The childhood taunt, "It takes one to know one," aptly describes the dynamic of the shadow relationship. But in fact, relationships don't usually mirror our egos. Instead, they mirror back our shadow selves. That buried, unacceptable part of ourself we deny and find it easier to see, or want to fix, in another person.
That person being rude to the sales clerk puts your stomach in knots. That girl with the too short skirt and wearing all that bling really upsets your inner prude. Or, how about that sports fan with the face paint and sweaty beer belly shouting into your ear? Does he make you recoil in disgust?
Believe it or not, our "mirror relationships," uncomfortable as the feelings they bring up can be, are here to show us our own shadow.
Here are five ways you can tell if you are in a "shadow" relationship.
- Blaming - Do you continually blame your husband, daughter, co-worker for making you late, losing important papers or going over your head for important decisions? Take a moment to assess how it makes you feel. Then, be honest with yourself, add up how many minutes or hours per day you spend feeling this way, about that subject, toward this person. We blame someone else when they are exhibiting parts of our own shadow.

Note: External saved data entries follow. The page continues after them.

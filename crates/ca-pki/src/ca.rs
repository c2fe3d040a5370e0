//! Certificate Authority implementation.

use chrono::{DateTime, Duration, Utc};
use rcgen::{
    BasicConstraints, CertificateParams, CustomExtension, DistinguishedName, DnType,
    ExtendedKeyUsagePurpose, Ia5String, IsCa, KeyPair, KeyUsagePurpose, PublicKeyData, SanType,
    SerialNumber, SignatureAlgorithm,
};
use tracing::{debug, info};
use uuid::Uuid;

use crate::error::{Error, Result};
use crate::types::{
    Certificate, CertificateTemplate, KeyAlgorithm, KeyUsage, SubjectAltName, SubjectPublicKey,
};

/// Certificate Authority that signs certificate templates.
pub struct CertificateAuthority {
    /// Root certificate.
    root_cert: Certificate,
    /// rcgen key pair for signing.
    key_pair: KeyPair,
}

impl CertificateAuthority {
    /// Creates a new Certificate Authority with a self-signed root certificate.
    ///
    /// # Arguments
    ///
    /// * `name` - The common name for the CA certificate.
    ///
    /// # Errors
    ///
    /// Returns an error if certificate generation fails.
    pub fn new(name: &str) -> Result<Self> {
        info!("Creating new Certificate Authority: {}", name);

        let key_pair = KeyPair::generate()
            .map_err(|e| Error::Generation(format!("failed to generate key pair: {e}")))?;

        let params = root_params(name)?;
        let cert = params
            .self_signed(&key_pair)
            .map_err(|e| Error::Generation(format!("failed to generate root certificate: {e}")))?;

        let root_cert = Certificate::from_der(cert.der())?;

        debug!("CA root certificate created successfully");

        Ok(Self {
            root_cert,
            key_pair,
        })
    }

    /// Returns a reference to the root certificate.
    #[must_use]
    pub const fn root_certificate(&self) -> &Certificate {
        &self.root_cert
    }

    /// Signs a template and returns the issued certificate.
    ///
    /// The template is taken as final: validity, SANs and extra extensions
    /// are encoded exactly as given, extra extensions after the standard ones
    /// and in template order.
    ///
    /// # Arguments
    ///
    /// * `template` - The leaf template, after sign options have been applied.
    ///
    /// # Errors
    ///
    /// Returns an error if the subject key algorithm cannot be signed for,
    /// a SAN is not IA5-encodable, or signing fails.
    pub fn sign(&self, template: &CertificateTemplate) -> Result<Certificate> {
        info!("Signing certificate for: {}", template.subject);

        let subject_key = SubjectKey::new(&template.public_key)?;

        let mut params = CertificateParams::default();
        params.distinguished_name = DistinguishedName::new();
        if !template.subject.is_empty() {
            params
                .distinguished_name
                .push(DnType::CommonName, &template.subject);
        }
        params.is_ca = IsCa::NoCa;
        params.serial_number = Some(random_serial());

        params.extended_key_usages = template
            .key_usage
            .iter()
            .map(|usage| match usage {
                KeyUsage::ServerAuth => ExtendedKeyUsagePurpose::ServerAuth,
                KeyUsage::ClientAuth => ExtendedKeyUsagePurpose::ClientAuth,
                KeyUsage::CodeSigning => ExtendedKeyUsagePurpose::CodeSigning,
            })
            .collect();

        params.key_usages = vec![
            KeyUsagePurpose::DigitalSignature,
            KeyUsagePurpose::KeyEncipherment,
        ];

        params.not_before = to_rcgen_time(template.not_before)?;
        params.not_after = to_rcgen_time(template.not_after)?;

        params.subject_alt_names = convert_sans(&template.san)?;

        params.custom_extensions = template
            .extensions
            .iter()
            .map(|ext| {
                let mut custom = CustomExtension::from_oid_content(&ext.oid, ext.value.clone());
                custom.set_criticality(ext.critical);
                custom
            })
            .collect();

        let issuer_cert = self.create_issuer_cert()?;

        let cert = params
            .signed_by(&subject_key, &issuer_cert, &self.key_pair)
            .map_err(|e| Error::Signing(format!("failed to sign certificate: {e}")))?;

        let certificate = Certificate::from_der(cert.der())?;

        debug!(
            serial = certificate.serial(),
            "Certificate signed successfully for: {}", template.subject
        );

        Ok(certificate)
    }

    /// Creates an issuer certificate for signing.
    fn create_issuer_cert(&self) -> Result<rcgen::Certificate> {
        root_params(self.root_cert.subject())?
            .self_signed(&self.key_pair)
            .map_err(|e| Error::Generation(format!("failed to create issuer cert: {e}")))
    }
}

impl std::fmt::Debug for CertificateAuthority {
    fn fmt(&self, f: &mut std::fmt::Formatter<'_>) -> std::fmt::Result {
        f.debug_struct("CertificateAuthority")
            .field("root_cert", &self.root_cert)
            .field("key_pair", &"[REDACTED]")
            .finish_non_exhaustive()
    }
}

/// Parameters shared by the self-signed root and the issuer handle.
fn root_params(name: &str) -> Result<CertificateParams> {
    let mut params = CertificateParams::default();
    params.distinguished_name = DistinguishedName::new();
    params.distinguished_name.push(DnType::CommonName, name);
    params.is_ca = IsCa::Ca(BasicConstraints::Unconstrained);
    params.key_usages = vec![
        KeyUsagePurpose::KeyCertSign,
        KeyUsagePurpose::CrlSign,
        KeyUsagePurpose::DigitalSignature,
    ];

    // 10 years, backdated for clock skew
    let now = Utc::now();
    params.not_before = to_rcgen_time(now - Duration::hours(1))?;
    params.not_after = to_rcgen_time(now + Duration::days(3650))?;
    Ok(params)
}

/// The requester's public key in the form rcgen signs for.
struct SubjectKey<'a> {
    raw: &'a [u8],
    algorithm: &'static SignatureAlgorithm,
}

impl<'a> SubjectKey<'a> {
    /// P-521 subject keys are refused: the ring backend has no P-521
    /// algorithm identifier to encode them with.
    fn new(key: &'a SubjectPublicKey) -> Result<Self> {
        let algorithm = match key.algorithm() {
            KeyAlgorithm::EcdsaP256 => &rcgen::PKCS_ECDSA_P256_SHA256,
            KeyAlgorithm::EcdsaP384 => &rcgen::PKCS_ECDSA_P384_SHA384,
            KeyAlgorithm::Ed25519 => &rcgen::PKCS_ED25519,
            KeyAlgorithm::Rsa { .. } => &rcgen::PKCS_RSA_SHA256,
            other @ (KeyAlgorithm::EcdsaP521 | KeyAlgorithm::Unknown(_)) => {
                return Err(Error::UnsupportedKey(other.to_string()));
            }
        };
        Ok(Self {
            raw: key.raw(),
            algorithm,
        })
    }
}

impl PublicKeyData for SubjectKey<'_> {
    fn der_bytes(&self) -> &[u8] {
        self.raw
    }

    fn algorithm(&self) -> &'static SignatureAlgorithm {
        self.algorithm
    }
}

/// A random positive 128-bit serial number.
fn random_serial() -> SerialNumber {
    let mut bytes = *Uuid::new_v4().as_bytes();
    bytes[0] &= 0x7f;
    SerialNumber::from_slice(&bytes)
}

/// Converts `SubjectAltNames` to rcgen `SanTypes`.
fn convert_sans(sans: &[SubjectAltName]) -> Result<Vec<SanType>> {
    sans.iter()
        .map(|san| match san {
            SubjectAltName::Dns(dns) => {
                let ia5 = Ia5String::try_from(dns.clone())
                    .map_err(|e| Error::San(format!("invalid DNS name '{dns}': {e}")))?;
                Ok(SanType::DnsName(ia5))
            }
            SubjectAltName::Ip(ip) => Ok(SanType::IpAddress(*ip)),
            SubjectAltName::Email(email) => {
                let ia5 = Ia5String::try_from(email.clone())
                    .map_err(|e| Error::San(format!("invalid email '{email}': {e}")))?;
                Ok(SanType::Rfc822Name(ia5))
            }
            SubjectAltName::Uri(uri) => {
                let ia5 = Ia5String::try_from(uri.clone())
                    .map_err(|e| Error::San(format!("invalid URI '{uri}': {e}")))?;
                Ok(SanType::URI(ia5))
            }
        })
        .collect()
}

/// Converts a chrono `DateTime` to rcgen `OffsetDateTime`.
fn to_rcgen_time(dt: DateTime<Utc>) -> Result<time::OffsetDateTime> {
    time::OffsetDateTime::from_unix_timestamp(dt.timestamp())
        .map_err(|e| Error::Generation(format!("invalid timestamp: {e}")))
}
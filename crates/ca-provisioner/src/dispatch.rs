//! Routes an authorization request to the matching provisioner operation.

use ca_pki::Certificate;
use tracing::debug;

use crate::error::{Error, Result};
use crate::provisioner::Provisioner;
use crate::request::{AuthorizationRequest, Method};
use crate::sign_options::SignOption;

/// Outcome of a successful authorization.
#[derive(Debug, Clone, PartialEq, Eq)]
pub enum Authorization {
    /// Signing is allowed with these options, in order.
    Sign(Vec<SignOption>),
    /// Revocation is allowed.
    Revoke,
    /// Renewal is allowed.
    Renew,
}

/// Authorizes `request` against `provisioner`.
///
/// `certificate` is the certificate being renewed; it is passed through for
/// auditing and not inspected.
///
/// # Errors
///
/// SSH signing is rejected with [`Error::UnsupportedMethod`]; other failures
/// come from the provisioner operation.
pub fn authorize(
    provisioner: &Provisioner,
    request: &AuthorizationRequest,
    certificate: Option<&Certificate>,
) -> Result<Authorization> {
    debug!(provisioner = %provisioner.id(), method = %request.method, "authorizing request");
    match request.method {
        Method::Sign => provisioner.authorize_sign(request).map(Authorization::Sign),
        Method::Revoke => provisioner
            .authorize_revoke(&request.credential)
            .map(|()| Authorization::Revoke),
        Method::Renew => provisioner
            .authorize_renewal(certificate)
            .map(|()| Authorization::Renew),
        Method::SignSsh => Err(Error::UnsupportedMethod {
            method: request.method.to_string(),
            id: provisioner.id(),
        }),
    }
}
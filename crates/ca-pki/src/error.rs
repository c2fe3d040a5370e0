//! PKI error types.

use thiserror::Error;

/// Result type for PKI operations.
pub type Result<T> = std::result::Result<T, Error>;

/// PKI error variants.
#[derive(Debug, Error)]
pub enum Error {
    /// Key or certificate generation failed.
    #[error("certificate generation failed: {0}")]
    Generation(String),

    /// Signing a certificate template failed.
    #[error("certificate signing failed: {0}")]
    Signing(String),

    /// Certificate or certificate request parsing failed.
    #[error("certificate parsing failed: {0}")]
    Parse(String),

    /// Certificate validation failed.
    #[error("certificate validation failed: {0}")]
    Validation(String),

    /// Certificate has expired.
    #[error("certificate has expired")]
    Expired,

    /// Certificate not yet valid.
    #[error("certificate not yet valid")]
    NotYetValid,

    /// Signature verification failed.
    #[error("signature verification failed: {0}")]
    SignatureVerification(String),

    /// The subject public key cannot be used for issuance.
    #[error("unsupported public key: {0}")]
    UnsupportedKey(String),

    /// Subject Alternative Name error.
    #[error("SAN error: {0}")]
    San(String),
}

- Denying - Part of the ego's job is to deny that you even have a shadow. Your ego wants to believe that you never have bad intentions, would never do or say mean things, or secretly wish for bad things to happen. Are you cringing just reading this? But, your shadow is a part of yourself. When you become fully enlightened, your ego will no longer need to be separate from your shadow.
- Judging - Is there someone you constantly complain about, or mock? Maybe it's the way your boyfriend peels his orange, or you seek other's opinions about a classmate, hoping they will bring up her awful taste in dress, so you can feel validated in your judgement of her. Something that isn't truly a part of you doesn't rankle. If you find yourself being super irritated or repulsed by something in another person's habits or personal expressions, chances are you are seeing shadows of something you are hiding from yourself.
- Obsessing - Do you put aside your own needs, desires and obligations to make time for being in someone else's business, worrying over where they are, what they are doing or what they are thinking? Putting this much energy into someone else is a sign that your shadow is fearful that your own soul is not worthy of its own life or purpose.
- Jealousy - Jealousy is the ego shadow's way of saying that you are not enough, or is fearful that it will never have what it desires. A healthy ego admires and is inspired by what it enjoys about others and sets out to learn what it can do to give the same to itself. The shadow wants to take away that prize-winning athletic performance from the other person. The healthy ego wants to know what type of training would be best to give the same performance herself.
You can reveal your shadows, and help them integrate with your higher self, with some simple writing exercises. When you feel angry, anxious or sad about another person's behavior or looks, write down the top three adjectives your ego assigns to them. Is Jane's sweater "ugly," "flashy," and "outdated?" Then write down how those words make you feel. "Disgusted?" "Embarrassed?" "Lonely?" Next, write out what you think is motivating Jane to wear such a sweater. Meditate on your notes for a few minutes. With this exercise you will soon discover what's really behind your reaction.
When the shadow is exposed to the light of our consciousness, it ceases to be shadow, a behavior or limiting belief that literally overshadows our lives. Instead of residing in the depths of our unconscious, it takes its rightful place in our conscious awareness, becoming an agent for change whenever we find ourselves dealing with a situation in which the soul calls for action.